Salt-sensitive hypertension represents a major cause of left ventricular (LV) dysfunction. We therefore explored the potential effects of the selective endothelin-A (ETA) receptor antagonist darusentan on the development of hypertension, LV hypertrophy (LVH), and dysfunction in a genetic rat model of salt-sensitive hypertension. Animals from the salt-sensitive Sabra rat strain (SBH/y) and the salt-resistant strain (SBN/y) were treated with either normal diet (SBH/y and SBN/y) or with deoxycorticosterone-acetate (DOCA) and salt (SBN/y-DOCA and SBH/y-DOCA). Additional groups were treated with 50 mg x kg(-1) x d(-1) of darusentan (SBH/y-DOCA-DA and SBN/y-DOCA-DA).

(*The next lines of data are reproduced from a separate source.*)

//! Shared STL builders for integration tests

#![allow(dead_code)]

use std::io::Write;
use tempfile::NamedTempFile;

/// A facet as written to a file: declared normal and three vertices
pub type RawFacet = ([f32; 3], [[f32; 3]; 3]);

/// The twelve facets of a 10mm cube in the positive octant, wound
/// counterclockwise seen from outside, with outward unit normals
pub fn cube_facets() -> Vec<RawFacet> {
    let (o, s) = (0.0, 10.0);
    vec![
        // bottom
        ([o, o, -1.0], [[o, o, o], [o, s, o], [s, s, o]]),
        ([o, o, -1.0], [[o, o, o], [s, s, o], [s, o, o]]),
        // top
        ([o, o, 1.0], [[o, o, s], [s, o, s], [s, s, s]]),
        ([o, o, 1.0], [[o, o, s], [s, s, s], [o, s, s]]),
        // front
        ([o, -1.0, o], [[o, o, o], [s, o, o], [s, o, s]]),
        ([o, -1.0, o], [[o, o, o], [s, o, s], [o, o, s]]),
        // back
        ([o, 1.0, o], [[o, s, o], [o, s, s], [s, s, s]]),
        ([o, 1.0, o], [[o, s, o], [s, s, s], [s, s, o]]),
        // left
        ([-1.0, o, o], [[o, o, o], [o, o, s], [o, s, s]]),
        ([-1.0, o, o], [[o, o, o], [o, s, s], [o, s, o]]),
        // right
        ([1.0, o, o], [[s, o, o], [s, s, o], [s, s, s]]),
        ([1.0, o, o], [[s, o, o], [s, s, s], [s, o, s]]),
    ]
}

/// Reverse the winding of a facet without touching its declared normal
pub fn flip_winding(facet: &mut RawFacet) {
    facet.1.swap(1, 2);
}

/// Render facets as an ASCII STL document
pub fn ascii_stl(name: &str, end_name: &str, facets: &[RawFacet]) -> String {
    let mut out = format!("{}\n", format!("solid {}", name).trim_end());
    for (normal, vertices) in facets {
        let [x, y, z] = normal;
        out.push_str(&format!("  facet normal {} {} {}\n", x, y, z));
        out.push_str("    outer loop\n");
        for v in vertices {
            out.push_str(&format!("      vertex {} {} {}\n", v[0], v[1], v[2]));
        }
        out.push_str("    endloop\n");
        out.push_str("  endfacet\n");
    }
    out.push_str(&format!("{}\n", format!("endsolid {}", end_name).trim_end()));
    out
}

/// Render facets as a binary STL, all attribute byte counts zero
pub fn binary_stl(header: &[u8], facets: &[RawFacet]) -> Vec<u8> {
    binary_stl_with_attributes(header, facets, &vec![0; facets.len()])
}

/// Render facets as a binary STL with explicit attribute byte counts
pub fn binary_stl_with_attributes(
    header: &[u8],
    facets: &[RawFacet],
    attributes: &[u16],
) -> Vec<u8> {
    let mut bytes = header.to_vec();
    bytes.resize(80, 0);
    bytes.extend_from_slice(&(facets.len() as u32).to_le_bytes());
    for ((normal, vertices), attribute) in facets.iter().zip(attributes) {
        for value in normal.iter().chain(vertices.iter().flatten()) {
            bytes.extend_from_slice(&value.to_le_bytes());
        }
        bytes.extend_from_slice(&attribute.to_le_bytes());
    }
    bytes
}

/// Write bytes to a temporary `.stl` file
pub fn write_temp(bytes: &[u8]) -> NamedTempFile {
    let mut file = tempfile::Builder::new()
        .suffix(".stl")
        .tempfile()
        .expect("create temp file");
    file.write_all(bytes).expect("write temp file");
    file.flush().expect("flush temp file");
    file
}
use serde_json::Value;

use super::types::{FieldSchemaEntry, ResourceSummary};
use crate::client::TaskApiClient;
use crate::error::AdapterError;

/// Node type marking the workflow's declared inputs in its DSL.
pub const INPUT_PARAMETERS_NODE: &str = "INPUT_PARAMETERS";

/// Feeds dropdowns and the per-workflow field list.
#[derive(Clone)]
pub struct FieldResolver {
    client: TaskApiClient,
}

impl FieldResolver {
    pub fn new(client: TaskApiClient) -> Self {
        Self { client }
    }

    pub async fn list_agents(&self) -> Result<Vec<ResourceSummary>, AdapterError> {
        let response = self.client.list_agents().await?;
        let out = match response.get("items").and_then(Value::as_array) {
            Some(items) => parse_summaries(items),
            None => {
                tracing::error!(
                    target: "browseract.fields",
                    stage = "fields.agents.invalid",
                    "agent list response has no items array"
                );
                return Err(AdapterError::api(
                    "agent list response must carry an items array",
                    response.clone(),
                ));
            }
        };
        tracing::debug!(target: "browseract.fields", stage = "fields.agents.out", agents = out.len());
        Ok(out)
    }

    /// A missing `items` key is an empty listing; a non-array one is rejected
    /// the same way agent listings are.
    pub async fn list_workflows(&self) -> Result<Vec<ResourceSummary>, AdapterError> {
        let response = self.client.list_workflows().await?;
        let out = match response.get("items") {
            None | Some(Value::Null) => Vec::new(),
            Some(Value::Array(items)) => parse_summaries(items),
            Some(_) => {
                return Err(AdapterError::api(
                    "workflow list response must carry an items array",
                    response.clone(),
                ))
            }
        };
        tracing::debug!(
            target: "browseract.fields",
            stage = "fields.workflows.out",
            workflows = out.len()
        );
        Ok(out)
    }

    pub async fn get_workflow_field_schema(
        &self,
        workflow_id: &str,
    ) -> Result<Vec<FieldSchemaEntry>, AdapterError> {
        let config = self.client.get_workflow_config(workflow_id).await?;
        let fields = field_schema_from_config(&config);
        tracing::debug!(
            target: "browseract.fields",
            stage = "fields.schema.out",
            workflow_id = %workflow_id,
            fields = fields.len()
        );
        Ok(fields)
    }
}

/// Reads the input-parameter and credential declarations out of a workflow
/// config. Anything missing or malformed yields fewer fields, never an error.
pub fn field_schema_from_config(config: &Value) -> Vec<FieldSchemaEntry> {
    let properties = config
        .pointer("/dsl/nodes")
        .and_then(Value::as_array)
        .and_then(|nodes| {
            nodes
                .iter()
                .find(|node| node.get("type").and_then(Value::as_str) == Some(INPUT_PARAMETERS_NODE))
        })
        .and_then(|node| node.get("properties"));
    let Some(properties) = properties else {
        return Vec::new();
    };

    let declared = |key: &str, attr: &str| -> Vec<String> {
        properties
            .get(key)
            .and_then(|p| p.get("value"))
            .and_then(Value::as_array)
            .map(|items| {
                items
                    .iter()
                    .filter_map(|item| item.get(attr).and_then(Value::as_str))
                    .filter(|s| !s.is_empty())
                    .map(str::to_string)
                    .collect()
            })
            .unwrap_or_default()
    };

    let mut fields: Vec<FieldSchemaEntry> = declared("input_parameters", "name")
        .iter()
        .map(|name| FieldSchemaEntry::input(name))
        .collect();
    for platform in declared("credentials", "platform") {
        fields.push(FieldSchemaEntry::password(&platform));
        fields.push(FieldSchemaEntry::account(&platform));
    }
    fields
}

fn parse_summaries(items: &[Value]) -> Vec<ResourceSummary> {
    items
        .iter()
        .filter_map(|item| {
            let id = match item.get("id") {
                Some(Value::String(s)) if !s.is_empty() => s.clone(),
                Some(Value::Number(n)) => n.to_string(),
                _ => {
                    tracing::warn!(target: "browseract.fields", "skipping listed item without id");
                    return None;
                }
            };
            let name = item
                .get("name")
                .and_then(Value::as_str)
                .unwrap_or(&id)
                .to_string();
            Some(ResourceSummary { id, name })
        })
        .collect()
}

#[cfg(test)]
mod tests {
    use super::*;
    use crate::client::testing::{status_err, ScriptedTransport};
    use pretty_assertions::assert_eq;
    use serde_json::json;
    use std::sync::Arc;

    fn resolver(responses: Vec<Result<Value, crate::error::TransportError>>) -> FieldResolver {
        let transport = Arc::new(ScriptedTransport::new(responses));
        FieldResolver::new(TaskApiClient::new(transport))
    }

    fn workflow_config() -> Value {
        json!({
            "dsl": {
                "nodes": [
                    {"type": "START", "properties": {}},
                    {
                        "type": "INPUT_PARAMETERS",
                        "properties": {
                            "input_parameters": {"value": [{"name": "url"}, {"name": "keyword"}]},
                            "credentials": {"value": [{"platform": "github"}, {"platform": "gmail"}]}
                        }
                    }
                ]
            }
        })
    }

    #[tokio::test]
    async fn test_list_agents_maps_items() {
        let r = resolver(vec![Ok(json!({"items": [
            {"id": "a1", "name": "Scraper"},
            {"id": 42, "name": "Numeric"},
            {"name": "no id"}
        ]}))]);
        let agents = r.list_agents().await.unwrap();
        assert_eq!(
            agents,
            vec![
                ResourceSummary { id: "a1".into(), name: "Scraper".into() },
                ResourceSummary { id: "42".into(), name: "Numeric".into() },
            ]
        );
    }

    #[tokio::test]
    async fn test_list_agents_rejects_non_array_items() {
        let r = resolver(vec![Ok(json!({"items": "not-an-array"}))]);
        match r.list_agents().await {
            Err(AdapterError::Api { response, .. }) => {
                assert_eq!(response, json!({"items": "not-an-array"}))
            }
            other => panic!("expected api error, got {:?}", other),
        }
    }

    #[tokio::test]
    async fn test_list_workflows_tolerates_missing_items() {
        let r = resolver(vec![Ok(json!({}))]);
        assert!(r.list_workflows().await.unwrap().is_empty());
    }

    #[tokio::test]
    async fn test_list_workflows_rejects_non_array_items() {
        let r = resolver(vec![Ok(json!({"items": {"id": "w"}}))]);
        assert!(matches!(
            r.list_workflows().await,
            Err(AdapterError::Api { .. })
        ));
    }

    #[tokio::test]
    async fn test_transport_failure_propagates() {
        let r = resolver(vec![status_err(401)]);
        assert!(matches!(
            r.list_agents().await,
            Err(AdapterError::Transport(_))
        ));
    }

    #[test]
    fn test_schema_inputs_then_credential_pairs() {
        let ids: Vec<String> = field_schema_from_config(&workflow_config())
            .into_iter()
            .map(|f| f.id)
            .collect();
        assert_eq!(
            ids,
            vec![
                "input-url",
                "input-keyword",
                "password-github",
                "account-github",
                "password-gmail",
                "account-gmail",
            ]
        );
    }

    #[test]
    fn test_schema_degrades_to_empty() {
        assert!(field_schema_from_config(&json!({})).is_empty());
        assert!(field_schema_from_config(&json!({"dsl": {"nodes": "x"}})).is_empty());
        assert!(field_schema_from_config(&json!({"dsl": {"nodes": [
            {"type": "INPUT_PARAMETERS", "properties": {"input_parameters": {"value": 3}}}
        ]}}))
        .is_empty());
    }

    #[tokio::test]
    async fn test_schema_is_stable_across_calls() {
        let r = resolver(vec![Ok(workflow_config()), Ok(workflow_config())]);
        let first = r.get_workflow_field_schema("wf").await.unwrap();
        let second = r.get_workflow_field_schema("wf").await.unwrap();
        assert_eq!(first, second);
        assert_eq!(first.len(), 6);
    }
}
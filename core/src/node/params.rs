use serde_json::Value;

use super::context::ExecutionContext;
use crate::error::ValidationError;
use crate::payload::{RawFields, RunMode, WorkflowInputs};

pub(crate) const RESOURCE: &str = "resource";
pub(crate) const OPERATION: &str = "operation";
pub(crate) const AGENT_ID: &str = "agentId";
pub(crate) const TASK: &str = "task";
pub(crate) const WORKFLOW_ID: &str = "workflowId";
pub(crate) const WORKFLOW_CONFIG: &str = "workflowConfig";
pub(crate) const TIMEOUT: &str = "timeout";

const RUN_AGENT: &str = "runAgent";
const RUN_WORKFLOW: &str = "runWorkflow";

fn text(value: Option<Value>) -> Option<String> {
    match value? {
        Value::String(s) => Some(s),
        Value::Number(n) => Some(n.to_string()),
        _ => None,
    }
}

/// Resource defaults to `agent`; the operation defaults to the resource's only one.
pub(crate) fn run_mode(ctx: &dyn ExecutionContext, item: usize) -> Result<RunMode, ValidationError> {
    let resource = text(ctx.node_parameter(RESOURCE, item)).unwrap_or_else(|| "agent".into());
    let operation = text(ctx.node_parameter(OPERATION, item));
    let (mode, expected) = match resource.as_str() {
        "agent" => (RunMode::Agent, RUN_AGENT),
        "workflow" => (RunMode::Workflow, RUN_WORKFLOW),
        _ => {
            return Err(ValidationError::UnsupportedOperation {
                operation: operation.unwrap_or_default(),
                resource,
            })
        }
    };
    match operation {
        Some(op) if op != expected => Err(ValidationError::UnsupportedOperation {
            resource,
            operation: op,
        }),
        _ => Ok(mode),
    }
}

/// A `workflowConfig` that is present but does not parse is reported as such
/// rather than as an unselected workflow.
pub(crate) fn raw_fields(
    ctx: &dyn ExecutionContext,
    item: usize,
    mode: RunMode,
) -> Result<RawFields, ValidationError> {
    let raw = match mode {
        RunMode::Agent => RawFields {
            agent_id: text(ctx.node_parameter(AGENT_ID, item)),
            task: text(ctx.node_parameter(TASK, item)),
            ..Default::default()
        },
        RunMode::Workflow => {
            let workflow_inputs = match ctx.node_parameter(WORKFLOW_CONFIG, item) {
                None | Some(Value::Null) => None,
                Some(v) => match serde_json::from_value::<WorkflowInputs>(v) {
                    Ok(inputs) => Some(inputs),
                    Err(err) => {
                        tracing::warn!(
                            target: "browseract.node",
                            item = item,
                            error = %err,
                            "workflowConfig is malformed"
                        );
                        return Err(ValidationError::MalformedWorkflowConfig(err.to_string()));
                    }
                },
            };
            RawFields {
                workflow_id: text(ctx.node_parameter(WORKFLOW_ID, item)),
                workflow_inputs,
                ..Default::default()
            }
        }
    };
    Ok(raw)
}

/// Missing, zero or non-numeric timeouts fall back to `default_secs`.
pub(crate) fn timeout_secs(ctx: &dyn ExecutionContext, item: usize, default_secs: f64) -> f64 {
    let parsed = match ctx.node_parameter(TIMEOUT, item) {
        Some(Value::Number(n)) => n.as_f64(),
        Some(Value::String(s)) => s.trim().parse::<f64>().ok(),
        _ => None,
    };
    parsed
        .filter(|t| t.is_finite() && *t != 0.0)
        .unwrap_or(default_secs)
}

#[cfg(test)]
mod tests {
    use super::*;
    use crate::node::StaticContext;
    use serde_json::json;

    fn ctx(item: Value) -> StaticContext {
        StaticContext::from_value(item).unwrap()
    }

    #[test]
    fn test_run_mode_defaults_and_mismatch() {
        assert_eq!(run_mode(&ctx(json!({})), 0), Ok(RunMode::Agent));
        assert_eq!(
            run_mode(&ctx(json!({"resource": "workflow"})), 0),
            Ok(RunMode::Workflow)
        );
        assert_eq!(
            run_mode(&ctx(json!({"resource": "workflow", "operation": "runAgent"})), 0),
            Err(ValidationError::UnsupportedOperation {
                resource: "workflow".into(),
                operation: "runAgent".into(),
            })
        );
        assert!(run_mode(&ctx(json!({"resource": "browser"})), 0).is_err());
    }

    #[test]
    fn test_timeout_fallbacks() {
        assert_eq!(timeout_secs(&ctx(json!({"timeout": 30})), 0, 3600.0), 30.0);
        assert_eq!(timeout_secs(&ctx(json!({"timeout": "45"})), 0, 3600.0), 45.0);
        assert_eq!(timeout_secs(&ctx(json!({"timeout": 0})), 0, 3600.0), 3600.0);
        assert_eq!(timeout_secs(&ctx(json!({"timeout": "soon"})), 0, 3600.0), 3600.0);
        assert_eq!(timeout_secs(&ctx(json!({})), 0, 3600.0), 3600.0);
    }

    #[test]
    fn test_raw_fields_parses_workflow_config() {
        let c = ctx(json!({
            "workflowId": "w1",
            "workflowConfig": {
                "value": {"input-url": "https://example.com"},
                "schema": [{"id": "input-url", "displayName": "url"}]
            }
        }));
        let raw = raw_fields(&c, 0, RunMode::Workflow).unwrap();
        assert_eq!(raw.workflow_id.as_deref(), Some("w1"));
        let inputs = raw.workflow_inputs.unwrap();
        assert_eq!(inputs.schema.len(), 1);
        assert!(inputs.schema[0].required);
        assert_eq!(inputs.text("input-url").as_deref(), Some("https://example.com"));
    }

    #[test]
    fn test_raw_fields_rejects_unparseable_workflow_config() {
        let c = ctx(json!({
            "workflowId": "w1",
            "workflowConfig": {"value": {}, "schema": [{"id": "input-url"}]}
        }));
        match raw_fields(&c, 0, RunMode::Workflow) {
            Err(ValidationError::MalformedWorkflowConfig(msg)) => {
                assert!(msg.contains("displayName"), "{msg}")
            }
            other => panic!("expected malformed config, got {:?}", other),
        }
    }

    #[test]
    fn test_raw_fields_null_workflow_config_is_absent() {
        let c = ctx(json!({"workflowId": "w1", "workflowConfig": null}));
        let raw = raw_fields(&c, 0, RunMode::Workflow).unwrap();
        assert!(raw.workflow_inputs.is_none());
    }
}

Systolic blood pressure and LV weight increased in response to DOCA only in the SBH/y strain (+75 mm Hg and +30%; P<0.05). LV end-diastolic pressure increased and -dP/dtmax decreased in SBH/y-DOCA compared with SBH/y (P<0.05). This was paralleled by a 5-fold upregulation of LV mRNA expression of atrial natriuretic factor (ANF) and a significant reduction of sarcoplasmic reticulum (SR) Ca2+-reuptake and the SR Ca2+-ATPase to phospholamban protein ratio (-30%). Whereas treatment with darusentan in SBH/y-DOCA-DA reduced the SBP increase by 50%, LVH elevation of ANF mRNA and LV dysfunction were completely prevented (P<0.05); this was associated with a normalization of SR Ca2+-reuptake and SR Ca2+-ATPase to phospholamban ratio by darusentan (P<0.05). A moderate elevation of interstitial fibrosis in SBH/y-DOCA (P<0.05) remained unaffected by darusentan treatment. In the Sabra model of salt-sensitive hypertension, ETA-receptor blockade demonstrated striking effects on the prevention of LVH and LV dysfunction beyond its considerable antihypertensive effect.